[[ Information open ]]

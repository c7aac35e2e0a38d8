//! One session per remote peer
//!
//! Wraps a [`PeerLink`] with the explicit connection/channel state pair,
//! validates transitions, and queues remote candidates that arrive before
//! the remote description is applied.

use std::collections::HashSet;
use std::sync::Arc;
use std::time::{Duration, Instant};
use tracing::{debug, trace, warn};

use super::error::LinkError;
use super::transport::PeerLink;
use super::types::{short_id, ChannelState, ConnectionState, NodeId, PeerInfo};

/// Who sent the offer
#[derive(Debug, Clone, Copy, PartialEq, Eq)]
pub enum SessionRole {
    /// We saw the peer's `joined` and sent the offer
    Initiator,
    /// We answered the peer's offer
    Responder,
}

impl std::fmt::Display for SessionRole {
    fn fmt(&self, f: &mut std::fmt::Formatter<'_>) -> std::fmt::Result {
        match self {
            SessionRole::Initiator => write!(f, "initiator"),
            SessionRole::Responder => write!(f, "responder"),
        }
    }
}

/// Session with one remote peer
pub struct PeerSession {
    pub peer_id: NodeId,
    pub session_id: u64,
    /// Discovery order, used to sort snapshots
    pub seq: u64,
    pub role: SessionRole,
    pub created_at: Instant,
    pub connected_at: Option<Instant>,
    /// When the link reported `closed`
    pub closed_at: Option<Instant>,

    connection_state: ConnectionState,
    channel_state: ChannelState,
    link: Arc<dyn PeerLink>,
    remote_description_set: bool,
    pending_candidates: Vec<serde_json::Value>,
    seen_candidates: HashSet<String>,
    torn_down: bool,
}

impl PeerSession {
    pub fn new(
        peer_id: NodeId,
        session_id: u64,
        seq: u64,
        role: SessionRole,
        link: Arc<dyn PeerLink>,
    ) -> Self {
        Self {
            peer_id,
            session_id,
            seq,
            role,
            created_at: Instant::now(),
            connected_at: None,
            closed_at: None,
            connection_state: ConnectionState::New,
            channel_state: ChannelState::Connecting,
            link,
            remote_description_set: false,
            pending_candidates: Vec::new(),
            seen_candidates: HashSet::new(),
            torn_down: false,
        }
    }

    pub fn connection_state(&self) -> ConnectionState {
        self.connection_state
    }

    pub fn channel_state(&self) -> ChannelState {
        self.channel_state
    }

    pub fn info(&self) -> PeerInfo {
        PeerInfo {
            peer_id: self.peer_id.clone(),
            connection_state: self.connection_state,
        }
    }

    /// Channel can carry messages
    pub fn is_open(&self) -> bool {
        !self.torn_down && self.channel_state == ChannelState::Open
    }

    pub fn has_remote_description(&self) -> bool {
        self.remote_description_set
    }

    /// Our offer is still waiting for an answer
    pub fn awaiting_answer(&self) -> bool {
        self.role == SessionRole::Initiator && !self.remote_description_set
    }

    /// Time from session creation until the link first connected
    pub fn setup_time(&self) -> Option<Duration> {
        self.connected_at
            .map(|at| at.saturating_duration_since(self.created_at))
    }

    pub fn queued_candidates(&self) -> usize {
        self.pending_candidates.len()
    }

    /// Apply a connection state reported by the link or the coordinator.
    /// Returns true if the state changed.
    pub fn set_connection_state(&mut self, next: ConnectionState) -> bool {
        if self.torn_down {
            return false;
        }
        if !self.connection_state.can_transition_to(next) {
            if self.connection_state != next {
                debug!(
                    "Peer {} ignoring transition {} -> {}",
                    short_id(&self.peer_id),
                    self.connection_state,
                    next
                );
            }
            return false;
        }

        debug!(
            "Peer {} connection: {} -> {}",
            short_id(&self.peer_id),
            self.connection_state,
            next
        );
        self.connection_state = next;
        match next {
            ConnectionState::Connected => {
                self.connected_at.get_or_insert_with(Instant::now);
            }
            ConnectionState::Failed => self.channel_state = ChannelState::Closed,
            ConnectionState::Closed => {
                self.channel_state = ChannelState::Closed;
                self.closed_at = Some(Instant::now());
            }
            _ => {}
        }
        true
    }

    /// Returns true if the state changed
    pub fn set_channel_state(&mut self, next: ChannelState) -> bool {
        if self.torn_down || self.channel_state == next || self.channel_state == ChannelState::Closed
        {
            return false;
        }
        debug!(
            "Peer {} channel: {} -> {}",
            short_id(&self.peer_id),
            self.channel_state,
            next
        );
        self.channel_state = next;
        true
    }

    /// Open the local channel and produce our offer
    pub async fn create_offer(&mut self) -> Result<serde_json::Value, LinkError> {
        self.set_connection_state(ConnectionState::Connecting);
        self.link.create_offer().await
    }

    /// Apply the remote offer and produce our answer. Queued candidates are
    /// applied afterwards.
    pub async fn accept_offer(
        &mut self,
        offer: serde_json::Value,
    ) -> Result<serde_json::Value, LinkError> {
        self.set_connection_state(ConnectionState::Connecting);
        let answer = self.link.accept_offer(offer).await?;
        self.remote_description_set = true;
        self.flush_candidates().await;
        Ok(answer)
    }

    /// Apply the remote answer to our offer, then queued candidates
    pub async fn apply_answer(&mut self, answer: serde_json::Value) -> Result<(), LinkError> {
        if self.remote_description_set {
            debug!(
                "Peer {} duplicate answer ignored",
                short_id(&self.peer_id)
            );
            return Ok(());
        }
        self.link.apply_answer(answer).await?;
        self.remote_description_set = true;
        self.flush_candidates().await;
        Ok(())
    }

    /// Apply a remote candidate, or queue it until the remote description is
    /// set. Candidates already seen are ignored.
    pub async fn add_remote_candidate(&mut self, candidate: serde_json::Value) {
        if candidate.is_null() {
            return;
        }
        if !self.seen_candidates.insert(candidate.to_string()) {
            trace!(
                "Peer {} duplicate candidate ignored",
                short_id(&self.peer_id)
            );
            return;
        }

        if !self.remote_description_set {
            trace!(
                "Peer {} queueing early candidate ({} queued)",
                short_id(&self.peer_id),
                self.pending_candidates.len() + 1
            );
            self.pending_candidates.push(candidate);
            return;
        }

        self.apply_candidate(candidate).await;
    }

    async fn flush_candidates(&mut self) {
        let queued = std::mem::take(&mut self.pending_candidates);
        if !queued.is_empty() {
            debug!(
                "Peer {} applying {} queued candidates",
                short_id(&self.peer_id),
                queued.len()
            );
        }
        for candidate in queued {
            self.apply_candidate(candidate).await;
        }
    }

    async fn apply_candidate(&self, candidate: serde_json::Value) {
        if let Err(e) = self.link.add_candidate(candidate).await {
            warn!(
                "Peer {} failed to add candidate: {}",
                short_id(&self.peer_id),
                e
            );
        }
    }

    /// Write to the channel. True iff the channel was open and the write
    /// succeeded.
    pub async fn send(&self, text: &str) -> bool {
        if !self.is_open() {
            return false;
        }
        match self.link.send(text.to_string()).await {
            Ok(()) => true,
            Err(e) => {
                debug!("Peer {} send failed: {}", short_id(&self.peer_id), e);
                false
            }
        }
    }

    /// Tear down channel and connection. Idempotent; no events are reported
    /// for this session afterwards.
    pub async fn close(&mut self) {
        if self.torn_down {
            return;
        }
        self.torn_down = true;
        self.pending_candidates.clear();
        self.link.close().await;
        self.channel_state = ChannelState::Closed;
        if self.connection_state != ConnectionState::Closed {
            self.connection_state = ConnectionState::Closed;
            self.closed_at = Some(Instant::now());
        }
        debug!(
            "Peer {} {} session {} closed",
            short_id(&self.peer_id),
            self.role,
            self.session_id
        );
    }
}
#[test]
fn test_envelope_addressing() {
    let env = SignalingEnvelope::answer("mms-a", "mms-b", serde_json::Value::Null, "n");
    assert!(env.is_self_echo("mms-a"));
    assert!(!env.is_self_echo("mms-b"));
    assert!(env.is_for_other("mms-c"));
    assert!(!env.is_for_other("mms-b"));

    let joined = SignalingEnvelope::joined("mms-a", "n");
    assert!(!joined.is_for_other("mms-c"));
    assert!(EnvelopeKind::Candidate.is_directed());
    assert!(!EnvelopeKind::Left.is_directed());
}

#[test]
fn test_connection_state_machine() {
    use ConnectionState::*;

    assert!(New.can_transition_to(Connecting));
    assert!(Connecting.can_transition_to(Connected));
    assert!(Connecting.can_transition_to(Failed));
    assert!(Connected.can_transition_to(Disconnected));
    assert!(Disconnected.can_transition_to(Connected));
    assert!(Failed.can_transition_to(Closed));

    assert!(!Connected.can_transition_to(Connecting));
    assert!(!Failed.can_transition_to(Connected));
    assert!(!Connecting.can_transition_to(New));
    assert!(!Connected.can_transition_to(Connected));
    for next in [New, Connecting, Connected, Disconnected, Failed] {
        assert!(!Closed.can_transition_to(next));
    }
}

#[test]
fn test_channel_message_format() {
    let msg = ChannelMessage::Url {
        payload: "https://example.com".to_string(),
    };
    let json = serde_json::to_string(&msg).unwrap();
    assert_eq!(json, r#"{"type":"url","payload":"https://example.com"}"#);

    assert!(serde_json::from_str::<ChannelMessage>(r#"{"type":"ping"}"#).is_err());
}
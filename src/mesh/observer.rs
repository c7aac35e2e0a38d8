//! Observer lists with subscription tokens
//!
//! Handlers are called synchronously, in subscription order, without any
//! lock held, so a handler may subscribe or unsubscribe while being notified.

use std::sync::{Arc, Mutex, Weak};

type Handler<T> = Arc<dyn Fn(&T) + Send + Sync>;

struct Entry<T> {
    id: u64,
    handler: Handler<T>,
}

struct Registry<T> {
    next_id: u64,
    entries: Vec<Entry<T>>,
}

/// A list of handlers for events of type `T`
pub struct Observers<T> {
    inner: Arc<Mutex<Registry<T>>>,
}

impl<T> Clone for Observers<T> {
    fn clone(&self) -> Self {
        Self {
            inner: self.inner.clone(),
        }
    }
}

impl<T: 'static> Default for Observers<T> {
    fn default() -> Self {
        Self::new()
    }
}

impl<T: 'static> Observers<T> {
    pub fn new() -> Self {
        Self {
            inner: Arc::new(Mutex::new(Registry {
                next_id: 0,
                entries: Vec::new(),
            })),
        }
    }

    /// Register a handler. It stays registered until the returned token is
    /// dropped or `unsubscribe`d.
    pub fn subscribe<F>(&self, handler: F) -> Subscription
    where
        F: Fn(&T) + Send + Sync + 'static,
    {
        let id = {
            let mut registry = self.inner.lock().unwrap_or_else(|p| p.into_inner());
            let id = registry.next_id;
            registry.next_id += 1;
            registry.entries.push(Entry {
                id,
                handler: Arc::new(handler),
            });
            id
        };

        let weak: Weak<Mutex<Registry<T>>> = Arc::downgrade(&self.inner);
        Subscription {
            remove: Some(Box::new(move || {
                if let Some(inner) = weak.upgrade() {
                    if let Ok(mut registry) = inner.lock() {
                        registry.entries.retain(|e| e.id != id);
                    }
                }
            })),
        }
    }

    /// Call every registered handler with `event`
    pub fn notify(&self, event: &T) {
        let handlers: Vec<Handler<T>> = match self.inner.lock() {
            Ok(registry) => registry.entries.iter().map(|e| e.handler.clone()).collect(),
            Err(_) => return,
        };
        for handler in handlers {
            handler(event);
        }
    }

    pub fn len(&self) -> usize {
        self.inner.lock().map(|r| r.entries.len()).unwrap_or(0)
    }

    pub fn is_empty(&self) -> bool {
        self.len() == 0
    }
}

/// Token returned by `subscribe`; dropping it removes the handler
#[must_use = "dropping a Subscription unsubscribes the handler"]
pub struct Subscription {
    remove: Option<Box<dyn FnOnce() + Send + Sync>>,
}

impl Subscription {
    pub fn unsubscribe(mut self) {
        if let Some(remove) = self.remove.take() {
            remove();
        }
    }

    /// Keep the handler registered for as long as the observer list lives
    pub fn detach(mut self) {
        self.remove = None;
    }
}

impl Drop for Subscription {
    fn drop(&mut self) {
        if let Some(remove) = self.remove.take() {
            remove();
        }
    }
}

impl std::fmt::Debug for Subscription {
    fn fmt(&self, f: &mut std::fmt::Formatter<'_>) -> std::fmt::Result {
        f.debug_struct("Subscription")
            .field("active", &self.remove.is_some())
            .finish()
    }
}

[[ Information closed ]]

# [Exercise requirements]
Say how many lines above hold the word "match", giving only the count.

# [Problem solution]
4